RECORDS FOR THE TASK:

*** Begin section ***

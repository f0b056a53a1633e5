//! `add` command.

use crate::logic::commands::{CommandError, CommandResult};
use crate::logic::messages::{format_person, MESSAGE_DUPLICATE_PERSON};
use crate::model::model::Model;
use crate::model::person::Person;

#[derive(Debug, Clone, PartialEq, Eq)]
pub struct AddCommand {
    person: Person,
}

impl AddCommand {
    pub const COMMAND_WORD: &'static str = "add";
    pub const MESSAGE_USAGE: &'static str = "add: Adds a student or teacher to the address book.\n\
         Parameters: r/ROLE n/NAME g/GENDER p/PHONE e/EMAIL a/ADDRESS s/SUBJECT [c/CLASS]... [t/TAG]...\n\
         Example: add r/student n/John Doe g/male p/98765432 e/johnd@example.com \
         a/311, Clementi Ave 2, #02-25 s/Mathematics c/3A t/monitor";

    pub fn new(person: Person) -> Self {
        Self { person }
    }

    pub fn person(&self) -> &Person {
        &self.person
    }

    pub fn execute(&self, model: &mut Model) -> Result<CommandResult, CommandError> {
        if model.has_person(&self.person) {
            return Err(CommandError::new(MESSAGE_DUPLICATE_PERSON));
        }
        model.add_person(self.person.clone())?;
        Ok(CommandResult::new(format!(
            "New person added: {}",
            format_person(&self.person)
        )))
    }
}

#[cfg(test)]
mod tests {
    use super::*;
    use crate::model::sample_data::{sample_student, sample_teacher};

    #[test]
    fn adds_new_person_and_rejects_same_name() {
        let mut model = Model::default();
        let command = AddCommand::new(sample_student("Amy Bee", "Physics", 0));
        let result = command.execute(&mut model).unwrap();
        assert!(result.feedback().starts_with("New person added: Amy Bee;"));

        let clash = AddCommand::new(sample_teacher("Amy Bee", "History"));
        assert_eq!(
            clash.execute(&mut model).unwrap_err().message(),
            MESSAGE_DUPLICATE_PERSON
        );
        assert_eq!(model.address_book().len(), 1);
    }
}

*** End section ***

With the line that has "pub fn new(person: Person)" as the first and the line that has "let result = command.execute(&mut" as the last, repeat exactly that run of lines above and no more.

EXPECTED OUTPUT:
    pub fn new(person: Person) -> Self {
        Self { person }
    }

    pub fn person(&self) -> &Person {
        &self.person
    }

    pub fn execute(&self, model: &mut Model) -> Result<CommandResult, CommandError> {
        if model.has_person(&self.person) {
            return Err(CommandError::new(MESSAGE_DUPLICATE_PERSON));
        }
        model.add_person(self.person.clone())?;
        Ok(CommandResult::new(format!(
            "New person added: {}",
            format_person(&self.person)
        )))
    }
}

#[cfg(test)]
mod tests {
    use super::*;
    use crate::model::sample_data::{sample_student, sample_teacher};

    #[test]
    fn adds_new_person_and_rejects_same_name() {
        let mut model = Model::default();
        let command = AddCommand::new(sample_student("Amy Bee", "Physics", 0));
        let result = command.execute(&mut model).unwrap();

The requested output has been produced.